Genes associated with risk for brain disease exhibit characteristic expression patterns that reflect both anatomical and cell type relationships. Brain-wide transcriptomic patterns of disease risk genes provide a molecular based signature for identifying disease association, often differing from common phenotypic classification. Analysis of adult brain-wide transcriptomic patterns associated with 40 human brain diseases identified five major transcriptional patterns, represented by tumor-related, neurodegenerative, psychiatric and substance abuse, and two mixed groups of diseases. Brain disease risk genes exhibit unique anatomic transcriptomic signatures, based on differential co-expression, that often uniquely identify the disease.
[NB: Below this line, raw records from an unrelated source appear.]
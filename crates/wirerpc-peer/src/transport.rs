use std::collections::VecDeque;
use std::fmt;
use std::sync::Arc;

use bytes::{Bytes, BytesMut};
use futures_util::SinkExt;
use parking_lot::Mutex;
use tokio::io::{AsyncReadExt, AsyncWrite, ReadHalf};
use tokio::sync::mpsc;
use tokio::task::JoinHandle;
use tokio_util::codec::FramedWrite;
use tracing::{debug, trace, warn};
use wirerpc_channel::{Channel, ChannelError};
use wirerpc_codec::{DecodeError, Framer};
use wirerpc_frame::{FrameError, LengthPrefixCodec, LengthPrefixParser, ParserConfig};

use crate::error::{PeerError, Result};
use crate::message::Message;
use crate::provider::Context;

/// Read granularity for inbound bytes.
const READ_CHUNK: usize = 8 * 1024;

type BoxedChannel = Box<dyn Channel>;

/// Something the transport observed on its channel.
#[derive(Debug)]
pub enum TransportEvent {
    /// A payload decoded into a message.
    Message {
        message: Message,
        context: Option<Context>,
    },
    /// A complete payload that the framer rejected.
    DecodeError {
        error: DecodeError,
        payload: Bytes,
        context: Option<Context>,
    },
    /// The channel terminated. `None` means a clean end of stream.
    Closed { error: Option<PeerError> },
}

/// Cloneable outbound half of a [`Transport`].
///
/// Encoding happens on the caller; the frames are queued for the writer task
/// in send order.
#[derive(Clone)]
pub struct TransportSender {
    framer: Arc<dyn Framer>,
    outbound: Arc<Mutex<Option<mpsc::UnboundedSender<Bytes>>>>,
    max_payload: usize,
}

impl TransportSender {
    /// Encode and queue one message.
    pub fn send(&self, message: &Message) -> Result<()> {
        let payload = self.framer.encode(&message.to_value())?;
        if payload.len() > self.max_payload {
            return Err(FrameError::PayloadTooLarge {
                size: payload.len(),
                max: self.max_payload,
            }
            .into());
        }
        let outbound = self.outbound.lock();
        let Some(tx) = outbound.as_ref() else {
            return Err(PeerError::NotConnected);
        };
        trace!(kind = message.kind(), len = payload.len(), "queued frame");
        tx.send(payload).map_err(|_| PeerError::NotConnected)
    }

    /// Whether a writer is still accepting frames.
    pub fn is_connected(&self) -> bool {
        self.outbound
            .lock()
            .as_ref()
            .is_some_and(|tx| !tx.is_closed())
    }
}

impl fmt::Debug for TransportSender {
    fn fmt(&self, f: &mut fmt::Formatter<'_>) -> fmt::Result {
        f.debug_struct("TransportSender")
            .field("connected", &self.is_connected())
            .field("max_payload", &self.max_payload)
            .finish()
    }
}

/// One channel, one parser, one framer.
///
/// Inbound bytes go through the parser and the framer and come out of
/// [`recv`](Self::recv) as [`TransportEvent`]s. Outbound messages are encoded
/// by [`TransportSender`] and written by a dedicated task.
pub struct Transport {
    framer: Arc<dyn Framer>,
    parser: LengthPrefixParser,
    reader: Option<ReadHalf<BoxedChannel>>,
    writer: Option<JoinHandle<std::result::Result<(), FrameError>>>,
    sender: TransportSender,
    context: Option<Context>,
    pending: VecDeque<TransportEvent>,
    read_buf: BytesMut,
}

impl Transport {
    /// Create an unbound transport.
    pub fn new(framer: Arc<dyn Framer>, config: ParserConfig) -> Self {
        let sender = TransportSender {
            framer: Arc::clone(&framer),
            outbound: Arc::new(Mutex::new(None)),
            max_payload: config.max_payload,
        };
        Self {
            framer,
            parser: LengthPrefixParser::with_config(config),
            reader: None,
            writer: None,
            sender,
            context: None,
            pending: VecDeque::new(),
            read_buf: BytesMut::new(),
        }
    }

    /// Context attached to every inbound event.
    pub fn with_context(mut self, context: Context) -> Self {
        self.context = Some(context);
        self
    }

    pub fn set_context(&mut self, context: Option<Context>) {
        self.context = context;
    }

    pub fn context(&self) -> Option<&Context> {
        self.context.as_ref()
    }

    /// Bind a channel, replacing any previous one.
    ///
    /// The previous channel's writer is detached: it flushes what was already
    /// queued and shuts its half down. The parser is reset so no partial
    /// frame carries over. Must be called within a Tokio runtime.
    pub fn bind<C: Channel>(&mut self, channel: C) {
        self.detach();
        self.parser.reset(None);
        self.pending.clear();

        let boxed: BoxedChannel = Box::new(channel);
        let (reader, writer) = tokio::io::split(boxed);
        let (tx, rx) = mpsc::unbounded_channel();
        let codec = LengthPrefixCodec::with_max_payload(self.sender.max_payload);

        self.writer = Some(tokio::spawn(write_loop(writer, codec, rx)));
        self.reader = Some(reader);
        *self.sender.outbound.lock() = Some(tx);
        debug!(context = ?self.context, "transport bound");
    }

    /// Outbound handle sharing this transport's writer.
    pub fn sender(&self) -> TransportSender {
        self.sender.clone()
    }

    pub fn send(&self, message: &Message) -> Result<()> {
        self.sender.send(message)
    }

    pub fn is_bound(&self) -> bool {
        self.reader.is_some()
    }

    pub fn framer(&self) -> &Arc<dyn Framer> {
        &self.framer
    }

    /// Push raw bytes through the parser and framer by hand.
    ///
    /// Returns every event completed by this chunk, in arrival order. A
    /// declared frame length above the configured maximum is an error; the
    /// stream cannot be resynchronized after it.
    pub fn feed(&mut self, chunk: &[u8]) -> Result<Vec<TransportEvent>> {
        let mut events = VecDeque::new();
        ingest(
            &mut self.parser,
            self.framer.as_ref(),
            &self.context,
            chunk,
            &mut events,
        )?;
        Ok(events.into())
    }

    /// Next inbound event.
    ///
    /// Returns `Closed` once when the channel ends, then `None`. Cancel-safe:
    /// dropping the future loses no bytes.
    pub async fn recv(&mut self) -> Option<TransportEvent> {
        loop {
            if let Some(event) = self.pending.pop_front() {
                return Some(event);
            }
            let reader = self.reader.as_mut()?;

            self.read_buf.reserve(READ_CHUNK);
            let read = reader.read_buf(&mut self.read_buf).await;
            let closed = match read {
                Ok(0) => Some(None),
                Ok(_) => {
                    let outcome = ingest(
                        &mut self.parser,
                        self.framer.as_ref(),
                        &self.context,
                        &self.read_buf,
                        &mut self.pending,
                    );
                    self.read_buf.clear();
                    outcome.err().map(|err| Some(PeerError::from(err)))
                }
                Err(err) => Some(Some(PeerError::from(ChannelError::Io(err)))),
            };

            if let Some(error) = closed {
                match &error {
                    Some(error) => warn!(%error, "channel terminated"),
                    None => debug!("channel reached end of stream"),
                }
                self.close().await;
                self.pending.push_back(TransportEvent::Closed { error });
            }
        }
    }

    /// Release the channel.
    ///
    /// Queued outbound frames are flushed before the write half shuts down.
    /// The parser buffer is released.
    pub async fn close(&mut self) {
        self.sender.outbound.lock().take();
        if let Some(writer) = self.writer.take() {
            match writer.await {
                Ok(Ok(())) => {}
                Ok(Err(error)) => warn!(%error, "writer stopped with error"),
                Err(error) => warn!(%error, "writer task failed"),
            }
        }
        if self.reader.take().is_some() {
            debug!(context = ?self.context, "transport closed");
        }
        self.parser.reset(Some(0));
    }

    fn detach(&mut self) {
        self.sender.outbound.lock().take();
        self.writer.take();
        self.reader.take();
    }
}

impl Drop for Transport {
    fn drop(&mut self) {
        self.sender.outbound.lock().take();
    }
}

impl fmt::Debug for Transport {
    fn fmt(&self, f: &mut fmt::Formatter<'_>) -> fmt::Result {
        f.debug_struct("Transport")
            .field("bound", &self.is_bound())
            .field("buffered", &self.parser.buffered())
            .field("context", &self.context)
            .finish()
    }
}

fn ingest(
    parser: &mut LengthPrefixParser,
    framer: &dyn Framer,
    context: &Option<Context>,
    chunk: &[u8],
    out: &mut VecDeque<TransportEvent>,
) -> std::result::Result<usize, FrameError> {
    parser.parse(chunk, |payload| {
        let event = match framer.decode(&payload) {
            Ok(value) => TransportEvent::Message {
                message: Message::from_value(value),
                context: context.clone(),
            },
            Err(error) => {
                debug!(%error, len = payload.len(), "payload failed to decode");
                TransportEvent::DecodeError {
                    error,
                    payload,
                    context: context.clone(),
                }
            }
        };
        out.push_back(event);
    })
}

async fn write_loop<W>(
    writer: W,
    codec: LengthPrefixCodec,
    mut rx: mpsc::UnboundedReceiver<Bytes>,
) -> std::result::Result<(), FrameError>
where
    W: AsyncWrite + Unpin,
{
    let mut sink = FramedWrite::new(writer, codec);
    while let Some(payload) = rx.recv().await {
        sink.feed(payload).await?;
        while let Ok(payload) = rx.try_recv() {
            sink.feed(payload).await?;
        }
        sink.flush().await?;
    }
    sink.close().await
}
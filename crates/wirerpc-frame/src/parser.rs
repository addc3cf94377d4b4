use bytes::Bytes;
use tracing::trace;

use crate::codec::{peek_length, DEFAULT_MAX_PAYLOAD, HEADER_SIZE};
use crate::error::{FrameError, Result};

/// Default initial buffer size: 1 MiB.
pub const DEFAULT_INITIAL_SIZE: usize = 1024 * 1024;

/// Default buffer growth ratio.
pub const DEFAULT_GROW_RATIO: f64 = 1.5;

/// Smallest step the buffer grows by, so zero-sized buffers still grow.
const MIN_GROWTH: usize = 64;

/// Configuration for the stream parser.
#[derive(Debug, Clone)]
pub struct ParserConfig {
    /// Buffer size allocated up front and after [`LengthPrefixParser::reset`].
    pub initial_size: usize,
    /// Geometric growth ratio applied when a chunk does not fit. Values below
    /// 1.5 are raised to 1.5.
    pub grow_ratio: f64,
    /// Maximum declared body length accepted from the wire.
    pub max_payload: usize,
}

impl Default for ParserConfig {
    fn default() -> Self {
        Self {
            initial_size: DEFAULT_INITIAL_SIZE,
            grow_ratio: DEFAULT_GROW_RATIO,
            max_payload: DEFAULT_MAX_PAYLOAD,
        }
    }
}

/// Reassembles length-prefixed payloads from arbitrarily chunked bytes.
///
/// Bytes are appended at a write cursor into a buffer that only ever grows.
/// After each append every complete frame is emitted, in arrival order, and
/// trailing bytes are shifted down to offset 0.
#[derive(Debug)]
pub struct LengthPrefixParser {
    buffer: Vec<u8>,
    pos: usize,
    config: ParserConfig,
}

impl LengthPrefixParser {
    /// Create a parser with default configuration.
    pub fn new() -> Self {
        Self::with_config(ParserConfig::default())
    }

    /// Create a parser with explicit configuration.
    pub fn with_config(mut config: ParserConfig) -> Self {
        if config.grow_ratio.is_nan() || config.grow_ratio < DEFAULT_GROW_RATIO {
            config.grow_ratio = DEFAULT_GROW_RATIO;
        }
        let buffer = vec![0; config.initial_size];
        Self {
            buffer,
            pos: 0,
            config,
        }
    }

    /// Append `chunk` and invoke `on_frame` once per complete payload.
    ///
    /// All frames completed by this chunk are delivered before `parse`
    /// returns. Returns the number of frames delivered.
    ///
    /// A declared length above `max_payload` is an error; the buffered bytes
    /// are discarded because the stream can no longer be resynchronized.
    pub fn parse<F>(&mut self, chunk: &[u8], mut on_frame: F) -> Result<usize>
    where
        F: FnMut(Bytes),
    {
        self.ensure_capacity(chunk.len());
        self.buffer[self.pos..self.pos + chunk.len()].copy_from_slice(chunk);
        self.pos += chunk.len();
        self.check(&mut on_frame)
    }

    /// Convenience wrapper around [`parse`](Self::parse) collecting the frames.
    pub fn parse_collect(&mut self, chunk: &[u8]) -> Result<Vec<Bytes>> {
        let mut frames = Vec::new();
        self.parse(chunk, |frame| frames.push(frame))?;
        Ok(frames)
    }

    /// Reallocate the buffer and drop any partial data.
    ///
    /// `None` restores the configured initial size; `Some(0)` releases the
    /// buffer entirely.
    pub fn reset(&mut self, size: Option<usize>) {
        let size = size.unwrap_or(self.config.initial_size);
        self.buffer = vec![0; size];
        self.pos = 0;
    }

    /// Number of bytes buffered but not yet emitted.
    pub fn buffered(&self) -> usize {
        self.pos
    }

    /// Current buffer capacity.
    pub fn capacity(&self) -> usize {
        self.buffer.len()
    }

    /// Parser configuration.
    pub fn config(&self) -> &ParserConfig {
        &self.config
    }

    fn ensure_capacity(&mut self, incoming: usize) {
        let required = self.pos + incoming;
        let mut capacity = self.buffer.len();
        if required <= capacity {
            return;
        }
        while capacity < required {
            let grown = (capacity as f64 * self.config.grow_ratio).ceil() as usize;
            capacity = grown.max(capacity + MIN_GROWTH);
        }
        trace!(from = self.buffer.len(), to = capacity, "growing parser buffer");
        self.buffer.resize(capacity, 0);
    }

    fn check<F>(&mut self, on_frame: &mut F) -> Result<usize>
    where
        F: FnMut(Bytes),
    {
        let mut emitted = 0;
        while let Some(body_len) = peek_length(&self.buffer[..self.pos]) {
            if body_len > self.config.max_payload {
                self.pos = 0;
                return Err(FrameError::PayloadTooLarge {
                    size: body_len,
                    max: self.config.max_payload,
                });
            }

            let total = HEADER_SIZE + body_len;
            if self.pos < total {
                break;
            }

            on_frame(Bytes::copy_from_slice(&self.buffer[HEADER_SIZE..total]));
            emitted += 1;

            self.buffer.copy_within(total..self.pos, 0);
            self.pos -= total;
        }
        Ok(emitted)
    }
}

impl Default for LengthPrefixParser {
    fn default() -> Self {
        Self::new()
    }
}
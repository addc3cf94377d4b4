use crate::cmd::VersionArgs;
use crate::exit::{CliResult, SUCCESS};

pub fn run(args: VersionArgs) -> CliResult<i32> {
    if !args.extended {
        println!("wirerpc {}", env!("CARGO_PKG_VERSION"));
        return Ok(SUCCESS);
    }

    println!("name: wirerpc");
    println!("version: {}", env!("CARGO_PKG_VERSION"));
    println!(
        "target: {}",
        option_env!("WIRERPC_BUILD_TARGET").unwrap_or("unknown")
    );
    println!("target_os: {}", std::env::consts::OS);
    println!("target_arch: {}", std::env::consts::ARCH);
    println!(
        "features: peer={}, cli=true",
        cfg!(feature = "peer")
    );
    println!("protocol: jsonrpc {}", wirerpc::peer::PROTOCOL_VERSION);

    Ok(SUCCESS)
}
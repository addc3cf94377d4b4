use std::io;
use std::os::unix::fs::{FileTypeExt, MetadataExt, PermissionsExt};
use std::path::{Path, PathBuf};

use tokio::net::{UnixListener, UnixStream};
use tracing::{debug, info};

use crate::error::{ChannelError, Result};
use crate::traits::ChannelStream;

#[cfg(target_os = "linux")]
const SUN_PATH_MAX: usize = 108;
#[cfg(not(target_os = "linux"))]
const SUN_PATH_MAX: usize = 104;

/// Device and inode of a socket file, used to tell our socket apart from
/// whatever may later occupy the same path.
#[derive(Debug, Clone, Copy, PartialEq, Eq)]
struct SocketIdentity {
    dev: u64,
    ino: u64,
}

impl SocketIdentity {
    fn of(path: &Path) -> io::Result<Option<Self>> {
        let metadata = std::fs::symlink_metadata(path)?;
        Ok(metadata.file_type().is_socket().then(|| Self {
            dev: metadata.dev(),
            ino: metadata.ino(),
        }))
    }
}

/// Listener on a filesystem-path Unix domain socket.
///
/// The socket file is removed on drop as long as the path still names the
/// socket this listener created.
pub struct UnixDomainSocket {
    listener: UnixListener,
    path: PathBuf,
    identity: Option<SocketIdentity>,
}

impl UnixDomainSocket {
    /// Owner-only access.
    pub const DEFAULT_SOCKET_MODE: u32 = 0o600;

    /// Bind with [`DEFAULT_SOCKET_MODE`](Self::DEFAULT_SOCKET_MODE).
    ///
    /// A stale socket left at `path` is replaced; any other file there is an
    /// error.
    pub fn bind(path: impl AsRef<Path>) -> Result<Self> {
        Self::bind_with_mode(path, Self::DEFAULT_SOCKET_MODE)
    }

    pub fn bind_with_mode(path: impl AsRef<Path>, mode: u32) -> Result<Self> {
        let path = path.as_ref().to_path_buf();
        let len = path.as_os_str().len();
        if len >= SUN_PATH_MAX {
            return Err(ChannelError::PathTooLong {
                path,
                len,
                max: SUN_PATH_MAX,
            });
        }

        let bind_err = |source: io::Error| ChannelError::Bind {
            endpoint: path.display().to_string(),
            source,
        };

        clear_stale(&path).map_err(bind_err)?;
        let listener = UnixListener::bind(&path).map_err(bind_err)?;
        std::fs::set_permissions(&path, std::fs::Permissions::from_mode(mode))
            .map_err(bind_err)?;
        let identity = SocketIdentity::of(&path).map_err(bind_err)?;

        info!(?path, mode = %format!("{mode:o}"), "listening on unix socket");
        Ok(Self {
            listener,
            path,
            identity,
        })
    }

    pub async fn accept(&self) -> Result<ChannelStream> {
        let (stream, _) = self
            .listener
            .accept()
            .await
            .map_err(ChannelError::Accept)?;
        debug!(path = ?self.path, "accepted unix connection");
        Ok(ChannelStream::from_unix(stream))
    }

    pub async fn connect(path: impl AsRef<Path>) -> Result<ChannelStream> {
        let path = path.as_ref();
        let stream = UnixStream::connect(path)
            .await
            .map_err(|source| ChannelError::Connect {
                endpoint: path.display().to_string(),
                source,
            })?;
        debug!(?path, "connected to unix socket");
        Ok(ChannelStream::from_unix(stream))
    }

    /// The path this socket is bound to.
    pub fn path(&self) -> &Path {
        &self.path
    }
}

fn clear_stale(path: &Path) -> io::Result<()> {
    match std::fs::symlink_metadata(path) {
        Ok(metadata) if metadata.file_type().is_socket() => {
            debug!(?path, "removing stale socket");
            std::fs::remove_file(path)
        }
        Ok(_) => Err(io::Error::new(
            io::ErrorKind::AlreadyExists,
            "existing path is not a unix socket",
        )),
        Err(err) if err.kind() == io::ErrorKind::NotFound => Ok(()),
        Err(err) => Err(err),
    }
}

impl Drop for UnixDomainSocket {
    fn drop(&mut self) {
        let Some(identity) = self.identity else {
            return;
        };
        match SocketIdentity::of(&self.path) {
            Ok(Some(current)) if current == identity => {
                debug!(path = ?self.path, "removing socket file");
                let _ = std::fs::remove_file(&self.path);
            }
            Ok(_) => debug!(path = ?self.path, "socket path was replaced; leaving it"),
            Err(_) => {}
        }
    }
}
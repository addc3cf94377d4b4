#![cfg(all(unix, feature = "cli"))]

use std::os::unix::net::UnixStream;
use std::path::{Path, PathBuf};
use std::process::{Child, Command, Output, Stdio};
use std::thread;
use std::time::{Duration, Instant};

fn unique_temp_dir(tag: &str) -> PathBuf {
    let dir = PathBuf::from(format!(
        "/tmp/wrpc-{tag}-{}-{}",
        std::process::id(),
        std::time::SystemTime::now()
            .duration_since(std::time::UNIX_EPOCH)
            .expect("time should be after epoch")
            .as_nanos()
    ));
    std::fs::create_dir_all(&dir).expect("temp dir should be creatable");
    dir
}

fn wait_for_socket(path: &Path, timeout: Duration) {
    let start = Instant::now();
    loop {
        if UnixStream::connect(path).is_ok() {
            return;
        }
        if start.elapsed() >= timeout {
            panic!("server did not come up at {}", path.display());
        }
        thread::sleep(Duration::from_millis(25));
    }
}

/// A `wirerpc serve` child process, killed on drop.
struct Server {
    child: Child,
    dir: PathBuf,
    sock: PathBuf,
}

impl Server {
    fn start(tag: &str) -> Self {
        let dir = unique_temp_dir(tag);
        let sock = dir.join("rpc.sock");
        let child = Command::new(env!("CARGO_BIN_EXE_wirerpc"))
            .arg("--log-level")
            .arg("error")
            .arg("serve")
            .arg(&sock)
            .stdout(Stdio::null())
            .stderr(Stdio::null())
            .spawn()
            .expect("serve command should start");
        wait_for_socket(&sock, Duration::from_secs(5));
        Self { child, dir, sock }
    }

    fn cli(&self, args: &[&str]) -> Output {
        let (command, rest) = args.split_first().expect("a subcommand is required");
        Command::new(env!("CARGO_BIN_EXE_wirerpc"))
            .arg("--log-level")
            .arg("error")
            .arg("--format")
            .arg("json")
            .arg(command)
            .arg(&self.sock)
            .args(rest)
            .output()
            .expect("cli should run")
    }
}

impl Drop for Server {
    fn drop(&mut self) {
        let _ = self.child.kill();
        let _ = self.child.wait();
        let _ = std::fs::remove_dir_all(&self.dir);
    }
}

#[test]
fn call_prints_result_as_json() {
    let server = Server::start("add");
    let output = server.cli(&["call", "add", "11", "12"]);

    assert!(output.status.success(), "stderr: {}", String::from_utf8_lossy(&output.stderr));
    let stdout = String::from_utf8_lossy(&output.stdout);
    assert!(stdout.contains("\"method\":\"add\""));
    assert!(stdout.contains("\"result\":23"));
}

#[test]
fn call_accepts_params_document() {
    let server = Server::start("params");
    let output = server.cli(&["call", "echo", "--params", "[\"a\",{\"b\":1}]"]);

    assert!(output.status.success());
    let stdout = String::from_utf8_lossy(&output.stdout);
    assert!(stdout.contains("\"result\":[\"a\",{\"b\":1}]"));
}

#[test]
fn unknown_method_exits_with_failure() {
    let server = Server::start("ghost");
    let output = server.cli(&["call", "ghost"]);

    assert_eq!(output.status.code(), Some(1));
    let stderr = String::from_utf8_lossy(&output.stderr);
    assert!(stderr.contains("Method not found"));
}

#[test]
fn application_error_exits_with_failure() {
    let server = Server::start("error");
    let output = server.cli(&["call", "error"]);

    assert_eq!(output.status.code(), Some(1));
    let stderr = String::from_utf8_lossy(&output.stderr);
    assert!(stderr.contains("An error message"));
}

#[test]
fn slow_call_times_out_with_124() {
    let server = Server::start("delay");
    let output = server.cli(&["call", "delay", "2000", "--timeout", "100ms"]);

    assert_eq!(output.status.code(), Some(124));
    let stderr = String::from_utf8_lossy(&output.stderr);
    assert!(stderr.contains("timed out"));
}

#[test]
fn signal_is_acknowledged() {
    let server = Server::start("signal");
    let output = server.cli(&["signal", "reload", "--payload", "{\"force\":true}"]);

    assert!(output.status.success());
    let stdout = String::from_utf8_lossy(&output.stdout);
    assert!(stdout.contains("\"signal\":\"reload\""));
    assert!(stdout.contains("\"sent\":true"));
}

#[test]
fn missing_socket_is_a_connect_failure() {
    let dir = unique_temp_dir("missing");
    let output = Command::new(env!("CARGO_BIN_EXE_wirerpc"))
        .arg("call")
        .arg(dir.join("absent.sock"))
        .arg("add")
        .output()
        .expect("call should run");

    assert_eq!(output.status.code(), Some(1));
    let stderr = String::from_utf8_lossy(&output.stderr);
    assert!(stderr.contains("connect failed"));
    let _ = std::fs::remove_dir_all(&dir);
}

#[test]
fn invalid_params_json_is_data_error() {
    let output = Command::new(env!("CARGO_BIN_EXE_wirerpc"))
        .arg("call")
        .arg("/tmp/unused.sock")
        .arg("add")
        .arg("--params")
        .arg("{")
        .output()
        .expect("call should run");

    assert_eq!(output.status.code(), Some(60));
}

#[test]
fn version_prints_package_version() {
    let output = Command::new(env!("CARGO_BIN_EXE_wirerpc"))
        .arg("version")
        .output()
        .expect("version should run");

    assert!(output.status.success());
    let stdout = String::from_utf8_lossy(&output.stdout);
    assert_eq!(stdout.trim(), format!("wirerpc {}", env!("CARGO_PKG_VERSION")));
}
For cortical expressing diseases, single nucleus data in the middle temporal gyrus reveals cell type expression gradients separating neurodegenerative, psychiatric, and substance abuse diseases. By homology mapping of cell types across mouse and human, transcriptomic disease signatures are found largely conserved, but with psychiatric and substance abuse related diseases showing important specific species differences. These results describe the structural and cellular transcriptomic landscape of disease in the adult brain, highlighting significant homology with the mouse yet indicating where human data is needed to further refine our understanding of disease-associated genes.

Competing Interest Statement

The authors have declared no competing interest.